«J e suis un putain de bordel. Je suis une faille. Je suis dérision au milieu de l’absurde. Je suis divague. J’attribue une entité distincte à mon cerveau et je cherche à le rendre responsable de mon agonie mentale. Je suis regret. Doute. Incertitude. Je me cherche une maladie mentale pour me décharger de la responsabilité de mon mal de vivre. Je suis croche. Tordue. Je ne dors pas. Je me sens à l’écart du monde. » C’est ainsi que se décrit Ève, la narratrice de L’amertume du citron. Avec tous les symptômes de santé mentale qui apparaissent au fil des pages, on croit faire un survol du Manuel diagnostique et statistique des troubles mentaux. Mais soyez rassurés : malgré la lourdeur qui accable la protagoniste, le lecteur, lui, ne sort pas déprimé de sa lecture. Au contraire.
Le roman de Joannie Langlois, originaire de La Matapédia, s’amorce dans un rythme saccadé où les phrases courtes se succèdent, sans alternance avec d’autres, plus fluides. L’intention de nous plonger rapidement dans le chaos intérieur d’Ève peut sembler ratée par l’effet télégraphique qui, fort heureusement, ne dure pas. Assez tôt, on navigue avec elle, bercé par une plume habile, tantôt poétique, tantôt ironique, et attiré par la rencontre de personnages attachants : le petit Victor, par toute sa candeur d’enfant, raccroche Ève au monde réel; Maurice, le vieux libraire, à la manière de monsieur Ibrahim d’Éric-Emmanuel Schmitt, participe à la quête existentielle de sa jeune collègue et amie, qu’il aime comme sa propre fille; Alexis le facteur, par son humanité, perçoit chez Ève ce qu’elle-même n’arrive pas à voir.L’amertume du citron, malgré son titre ludique et certains thèmes communs, ne sympathise pas pour autant avec la « chick lit » ou la littérature populaire. L’auteure a su réunir tous ces ingrédients dans un roman d’apprentissage sans jamais tomber dans les grands clichés ou le mélodrame.

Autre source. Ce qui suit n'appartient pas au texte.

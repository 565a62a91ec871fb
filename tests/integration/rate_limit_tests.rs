//! Distributed caller budgets across gateway instances

use crate::common::{MockBehavior, MockService, deployment};
use modelmux::GatewayError;
use modelmux::config::{GatewayConfig, KeyStrategy, RateLimiterConfig};
use modelmux::core::limits::{DistributedRateLimiter, InMemoryRateLimitStore};
use modelmux::core::orchestrator::{OrchestratorBuilder, RequestOrchestrator};
use modelmux::core::router::{DeploymentRegistry, LocalStatsStore};
use modelmux::core::types::{ChatRequest, RequestContext};
use std::sync::Arc;

fn instance(
    store: Arc<InMemoryRateLimitStore>,
    rate_config: RateLimiterConfig,
) -> RequestOrchestrator {
    let registry = Arc::new(DeploymentRegistry::new());
    registry.register(deployment(
        "d1",
        "gpt-4",
        MockService::new(MockBehavior::Reply("ok".into())),
    ));
    let stats = Arc::new(LocalStatsStore::default());
    let limiter = Arc::new(DistributedRateLimiter::new(rate_config, store));
    OrchestratorBuilder::new(GatewayConfig::default(), registry, stats)
        .rate_limiter(limiter)
        .build()
}

#[tokio::test]
async fn test_shared_rpm_budget_across_two_instances() {
    let store = Arc::new(InMemoryRateLimitStore::new());
    let rate_config = RateLimiterConfig {
        enabled: true,
        rpm_limit: 10,
        tpm_limit: 0,
        window_secs: 60,
        key_strategy: KeyStrategy::ApiKey,
        fail_open: true,
    };
    let gateway_a = instance(store.clone(), rate_config.clone());
    let gateway_b = instance(store, rate_config);

    let ctx = RequestContext::new(None).with_api_key("shared-key");
    let request = ChatRequest::new("gpt-4").add_user_message("hi");

    let mut allowed = 0;
    let mut denied = 0;
    for index in 0..15 {
        let orchestrator = if index % 2 == 0 { &gateway_a } else { &gateway_b };
        match orchestrator.chat(&ctx, request.clone()).await {
            Ok(_) => allowed += 1,
            Err(GatewayError::RateLimitExceeded(message)) => {
                denied += 1;
                // reset_at lands inside the current window
                assert!(message.contains("resets at"));
            }
            Err(other) => panic!("unexpected error: {other}"),
        }
    }

    assert_eq!(allowed, 10, "exactly the shared budget is admitted");
    assert_eq!(denied, 5);
}

#[tokio::test]
async fn test_tpm_budget_denies_large_requests() {
    let store = Arc::new(InMemoryRateLimitStore::new());
    let rate_config = RateLimiterConfig {
        enabled: true,
        rpm_limit: 0,
        tpm_limit: 25,
        window_secs: 60,
        key_strategy: KeyStrategy::ApiKey,
        fail_open: true,
    };
    let gateway = instance(store, rate_config);

    let ctx = RequestContext::new(None).with_api_key("token-key");
    // 10 estimated tokens per request: two fit in 25, the third does not
    let request = ChatRequest::new("gpt-4").add_user_message("some words to count here");

    gateway.chat(&ctx, request.clone()).await.unwrap();
    gateway.chat(&ctx, request.clone()).await.unwrap();
    let err = gateway.chat(&ctx, request).await.unwrap_err();
    assert!(matches!(err, GatewayError::RateLimitExceeded(_)));
}

#[tokio::test]
async fn test_key_strategies_scope_budgets() {
    let store = Arc::new(InMemoryRateLimitStore::new());
    let rate_config = RateLimiterConfig {
        enabled: true,
        rpm_limit: 1,
        tpm_limit: 0,
        window_secs: 60,
        key_strategy: KeyStrategy::ApiKeyModel,
        fail_open: true,
    };
    let gateway = instance(store, rate_config);
    let request = ChatRequest::new("gpt-4").add_user_message("hi");

    // Same key + model: second request denied
    let alice = RequestContext::new(None).with_api_key("alice");
    gateway.chat(&alice, request.clone()).await.unwrap();
    assert!(gateway.chat(&alice, request.clone()).await.is_err());

    // Different key: separate budget
    let bob = RequestContext::new(None).with_api_key("bob");
    gateway.chat(&bob, request).await.unwrap();
}
//! Request orchestrator
//!
//! Glues the pipeline, router, resilience layer, and telemetry together:
//! acquires a pooled context, runs PreHooks, checks caller budgets,
//! drives the selection loop with admission control and fallback, and
//! emits one telemetry payload per request.

pub mod streaming;

use crate::config::GatewayConfig;
use crate::core::limits::{
    DistributedRateLimiter, FifoSemaphore, GradientLimiter, RetrySchedule, TokenBucket,
};
use crate::core::pipeline::cache::{CTX_CACHE_HIT, CTX_CACHE_KEY};
use crate::core::pipeline::{PluginContext, PluginPipeline, RequestOutcome};
use crate::core::providers::{ProviderResult, UnifiedRequest, UnifiedResponse};
use crate::core::router::{
    CooldownManager, Deployment, DeploymentId, DeploymentRegistry, Router, RoutingStrategy,
    StatsStore,
};
use crate::core::telemetry::{
    CallType, CallbackManager, FallbackEvent, PayloadBuilder, StandardLoggingPayload,
};
use crate::core::types::{
    ChatRequest, ChatResponse, EmbeddingRequest, EmbeddingResponse, RequestContext, Usage,
};
use crate::utils::error::{GatewayError, Result};
use chrono::Utc;
use dashmap::DashMap;
use std::fmt;
use std::sync::Arc;
use std::time::Instant;
use tracing::{debug, warn};

/// What the orchestrator hands back to the front-end
pub enum GatewayReply {
    /// Buffered chat completion
    Completion(ChatResponse),
    /// Live chunk stream; the front-end frames it as SSE and appends the
    /// terminator
    Stream(crate::core::providers::ChunkStream),
}

impl fmt::Debug for GatewayReply {
    fn fmt(&self, f: &mut fmt::Formatter<'_>) -> fmt::Result {
        match self {
            GatewayReply::Completion(resp) => f.debug_tuple("Completion").field(resp).finish(),
            GatewayReply::Stream(_) => f.write_str("Stream(..)"),
        }
    }
}

/// Per-deployment admission controls, created lazily from the
/// deployment config
pub(crate) struct DeploymentAdmission {
    pub(crate) limiter: GradientLimiter,
    pub(crate) semaphore: Option<FifoSemaphore>,
    pub(crate) bucket: Option<TokenBucket>,
}
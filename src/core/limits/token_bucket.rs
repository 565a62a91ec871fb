//! Token bucket with lazy refill

use parking_lot::Mutex;
use std::time::Instant;

#[derive(Debug)]
struct BucketState {
    tokens: f64,
    last_refill: Instant,
}

/// Token bucket: capacity `burst`, refilled at `rate` tokens/second
///
/// Refill is lazy, computed from the wall-clock elapsed since the last
/// call and capped at the burst capacity. A zero rate permits only the
/// initial burst.
#[derive(Debug)]
pub struct TokenBucket {
    burst: f64,
    rate: f64,
    state: Mutex<BucketState>,
}

impl TokenBucket {
    /// Create a full bucket
    pub fn new(burst: u64, rate_per_sec: f64) -> Self {
        Self {
            burst: burst as f64,
            rate: rate_per_sec.max(0.0),
            state: Mutex::new(BucketState {
                tokens: burst as f64,
                last_refill: Instant::now(),
            }),
        }
    }

    /// Take `n` tokens if available
    pub fn allow(&self, n: u64) -> bool {
        let mut state = self.state.lock();
        let now = Instant::now();
        let elapsed = now.duration_since(state.last_refill).as_secs_f64();
        state.tokens = (state.tokens + elapsed * self.rate).min(self.burst);
        state.last_refill = now;

        if state.tokens >= n as f64 {
            state.tokens -= n as f64;
            true
        } else {
            false
        }
    }

    /// Tokens currently available (refilled to now)
    pub fn available(&self) -> u64 {
        let mut state = self.state.lock();
        let now = Instant::now();
        let elapsed = now.duration_since(state.last_refill).as_secs_f64();
        state.tokens = (state.tokens + elapsed * self.rate).min(self.burst);
        state.last_refill = now;
        state.tokens as u64
    }
}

Le talent de la jeune Joannie Langlois se manifeste de belle façon. Sa passion pour la musique et les livres transpire dans les 172 pages de ce trop court récit – c’est que j’aime que les personnages auxquels je m’attache vivent plus longtemps. Des extraits de chansons ou de romans accompagnent la narration au gré des humeurs des personnages. Si un certain bagage de connaissances s’avère parfois nécessaire pour reconnaître les œuvres en question, certaines appartenant aux années 80, elles s’inscrivent dans l’histoire avec suffisamment de fluidité pour que tout lecteur en profite.
Enfin, Ève a toujours jonglé avec le bonheur et le malheur, le bien-être et la souffrance. Ce cirque prendra-t-il fin? Trouvera-t-elle sa place dans ce monde de désillusions? L’amertume du citron, qui se lit d’un trait, un sourire en coin, réussit non seulement à nous captiver, mais à nous pousser dans des réflexions qui orienteront notre propre existence.
« Environ une demi-seconde après avoir terminé votre livre, après avoir lu le dernier mot, le lecteur doit se sentir envahi d’un sentiment puissant; pendant un instant, il ne doit plus penser qu’à tout ce qu’il vient de lire, regarder la couverture et sourire avec une pointe de tristesse parce que tous les personnages vont lui manquer. Un bon livre, Marcus, est un livre que l’on regrette d’avoir terminé », écrit Joël Dicker dans La vérité sur l’affaire Harry Quebert. Et Joannie Langlois réussit sans contredit cet exploit avec son premier roman.
Joanne Langlois, L’amertume du citron, Les Éditions première chance, 2015.